## Task instructions:
Scan the listing below and copy each line holding the word "local".

## Data provided:
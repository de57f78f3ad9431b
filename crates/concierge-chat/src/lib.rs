//! Conversation engine for Concierge.
//!
//! Turns a customer message into a reply for one business: local arithmetic,
//! a topic gate, knowledge retrieval, and generation with local fallbacks.
//! Conversation history is kept in memory per session.

pub mod arithmetic;
pub mod business;
pub mod catalog;
pub mod error;
pub mod generator;
pub mod orchestrator;
pub mod replies;
pub mod session;
pub mod topic_gate;
pub mod types;

pub use business::BusinessContext;
pub use catalog::{BusinessCatalog, BusinessSummary, KnowledgeStore};
pub use error::ChatError;
pub use generator::{DisabledGenerator, Generator, HttpGenerator};
pub use orchestrator::ConversationEngine;
pub use session::SessionStore;
pub use topic_gate::{AllowReason, TopicDecision, TopicGate};
pub use types::{
    AnswerDebug, AnswerResponse, CompletionRequest, EngineStats, PromptMessage, ResponsePath,
    Role, SessionHistory, SessionSummary, Turn,
};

## Answer to this task:
//! Turns a customer message into a reply for one business: local arithmetic,
//! a topic gate, knowledge retrieval, and generation with local fallbacks.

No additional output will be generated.